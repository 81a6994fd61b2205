//! Canny edge detection on single-band rasters.
//!
//! Gaussian smoothing, Sobel gradients, non-maximum suppression along the
//! quantised gradient direction and a single magnitude threshold. The output
//! carries the gradient magnitude at edge pixels and 0 elsewhere.

use crate::core::raster::Raster;
use crate::types::{SarError, SarResult, Units};
use ndarray::{Array2, Zip};

const TAN_22_5: f32 = 0.414_213_57;
const TAN_67_5: f32 = 2.414_213_7;

/// Canny detector parameters
#[derive(Debug, Clone, Copy, PartialEq)]
pub struct CannyEdgeDetector {
    /// Gradient magnitude an edge must exceed
    pub threshold: f32,
    /// Gaussian blur sigma in pixels; 0 disables smoothing
    pub sigma: f32,
}

impl Default for CannyEdgeDetector {
    fn default() -> Self {
        Self {
            threshold: 1.0,
            sigma: 1.0,
        }
    }
}

impl CannyEdgeDetector {
    pub fn new(threshold: f32, sigma: f32) -> Self {
        Self { threshold, sigma }
    }

    /// Detect edges; validity of the result follows the input
    pub fn detect(&self, raster: &Raster) -> SarResult<Raster> {
        if !self.sigma.is_finite() || self.sigma < 0.0 {
            return Err(SarError::InvalidParameter(format!("canny sigma must be >= 0, got {}", self.sigma)));
        }
        if !self.threshold.is_finite() {
            return Err(SarError::InvalidParameter("canny threshold must be finite".to_string()));
        }

        let smoothed = gaussian_blur(raster.data(), raster.validity(), self.sigma);
        let (gx, gy) = sobel(&smoothed);
        let edges = non_max_suppression(&gx, &gy, self.threshold);

        let valid = raster.validity();
        let out = Raster::from_fn(raster.band(), Units::Unitless, *raster.grid(), |r, c| {
            if valid[[r, c]] {
                Some(edges[[r, c]])
            } else {
                None
            }
        });

        log::debug!(
            "Canny on '{}' (threshold {}, sigma {}): {} edge pixels",
            raster.band(),
            self.threshold,
            self.sigma,
            out.count_nonzero()
        );
        Ok(out)
    }
}

fn gaussian_weights(sigma: f32) -> Vec<f32> {
    let radius = (3.0 * sigma).ceil() as isize;
    let two_s2 = 2.0 * sigma * sigma;
    (-radius..=radius)
        .map(|k| (-((k * k) as f32) / two_s2).exp())
        .collect()
}

/// Separable 1D pass along rows (`axis` 1) or columns (`axis` 0)
fn convolve_axis(src: &Array2<f32>, weights: &[f32], axis: usize) -> Array2<f32> {
    let (rows, cols) = src.dim();
    let radius = (weights.len() / 2) as isize;
    let mut out = Array2::zeros((rows, cols));

    let tap = |r: usize, c: usize| -> f32 {
        let mut acc = 0.0;
        for (k, &w) in weights.iter().enumerate() {
            let off = k as isize - radius;
            let (rr, cc) = if axis == 1 {
                (r as isize, c as isize + off)
            } else {
                (r as isize + off, c as isize)
            };
            if rr >= 0 && cc >= 0 && rr < rows as isize && cc < cols as isize {
                acc += w * src[[rr as usize, cc as usize]];
            }
        }
        acc
    };

    #[cfg(feature = "parallel")]
    Zip::indexed(&mut out).par_for_each(|(r, c), o| *o = tap(r, c));
    #[cfg(not(feature = "parallel"))]
    Zip::indexed(&mut out).for_each(|(r, c), o| *o = tap(r, c));

    out
}

/// Gaussian smoothing renormalised over valid in-bounds taps
fn gaussian_blur(data: &Array2<f32>, valid: &Array2<bool>, sigma: f32) -> Array2<f32> {
    let mut values = Array2::zeros(data.dim());
    let mut mask = Array2::zeros(data.dim());
    Zip::from(&mut values)
        .and(&mut mask)
        .and(data)
        .and(valid)
        .for_each(|v, m, &d, &ok| {
            if ok {
                *v = d;
                *m = 1.0f32;
            }
        });

    if sigma == 0.0 {
        return values;
    }

    let weights = gaussian_weights(sigma);
    let num = convolve_axis(&convolve_axis(&values, &weights, 1), &weights, 0);
    let den = convolve_axis(&convolve_axis(&mask, &weights, 1), &weights, 0);

    let mut out = Array2::zeros(data.dim());
    Zip::from(&mut out).and(&num).and(&den).for_each(|o, &n, &d| {
        if d > 0.0 {
            *o = n / d;
        }
    });
    out
}

/// Unnormalised Sobel gradients with replicated borders
fn sobel(src: &Array2<f32>) -> (Array2<f32>, Array2<f32>) {
    let (rows, cols) = src.dim();
    let mut gx = Array2::zeros((rows, cols));
    let mut gy = Array2::zeros((rows, cols));
    if rows == 0 || cols == 0 {
        return (gx, gy);
    }

    for r in 0..rows {
        let rm = r.saturating_sub(1);
        let rp = (r + 1).min(rows - 1);
        for c in 0..cols {
            let cm = c.saturating_sub(1);
            let cp = (c + 1).min(cols - 1);

            let p00 = src[[rm, cm]];
            let p01 = src[[rm, c]];
            let p02 = src[[rm, cp]];
            let p10 = src[[r, cm]];
            let p12 = src[[r, cp]];
            let p20 = src[[rp, cm]];
            let p21 = src[[rp, c]];
            let p22 = src[[rp, cp]];

            gx[[r, c]] = (p02 + 2.0 * p12 + p22) - (p00 + 2.0 * p10 + p20);
            gy[[r, c]] = (p20 + 2.0 * p21 + p22) - (p00 + 2.0 * p01 + p02);
        }
    }
    (gx, gy)
}

/// Thin edges to local maxima along the gradient and apply the threshold.
///
/// A pixel survives when its magnitude is at least that of the neighbour
/// before it and strictly greater than the neighbour after it (row-major
/// order), so plateaus two pixels wide keep the later pixel.
fn non_max_suppression(gx: &Array2<f32>, gy: &Array2<f32>, threshold: f32) -> Array2<f32> {
    let (rows, cols) = gx.dim();
    let mut mag = Array2::zeros((rows, cols));
    Zip::from(&mut mag).and(gx).and(gy).for_each(|m, &x, &y| *m = (x * x + y * y).sqrt());

    let at = |r: isize, c: isize| -> f32 {
        if r < 0 || c < 0 || r >= rows as isize || c >= cols as isize {
            0.0
        } else {
            mag[[r as usize, c as usize]]
        }
    };

    let mut out = Array2::zeros((rows, cols));
    let keep = |(r, c): (usize, usize), o: &mut f32| {
        let m = mag[[r, c]];
        if m <= threshold {
            return;
        }
        let x = gx[[r, c]];
        let y = gy[[r, c]];
        let (ax, ay) = (x.abs(), y.abs());
        let (r, c) = (r as isize, c as isize);

        let (before, after) = if ay <= ax * TAN_22_5 {
            (at(r, c - 1), at(r, c + 1))
        } else if ay >= ax * TAN_67_5 {
            (at(r - 1, c), at(r + 1, c))
        } else if x * y > 0.0 {
            (at(r - 1, c - 1), at(r + 1, c + 1))
        } else {
            (at(r - 1, c + 1), at(r + 1, c - 1))
        };

        if m >= before && m > after {
            *o = m;
        }
    };

    #[cfg(feature = "parallel")]
    Zip::indexed(&mut out).par_for_each(keep);
    #[cfg(not(feature = "parallel"))]
    Zip::indexed(&mut out).for_each(keep);

    out
}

· · ·

**Prompt**
Select all lines with the word "along" from the entries above.

**Task result**
//! Gaussian smoothing, Sobel gradients, non-maximum suppression along the
/// Separable 1D pass along rows (`axis` 1) or columns (`axis` 0)
/// Thin edges to local maxima along the gradient and apply the threshold.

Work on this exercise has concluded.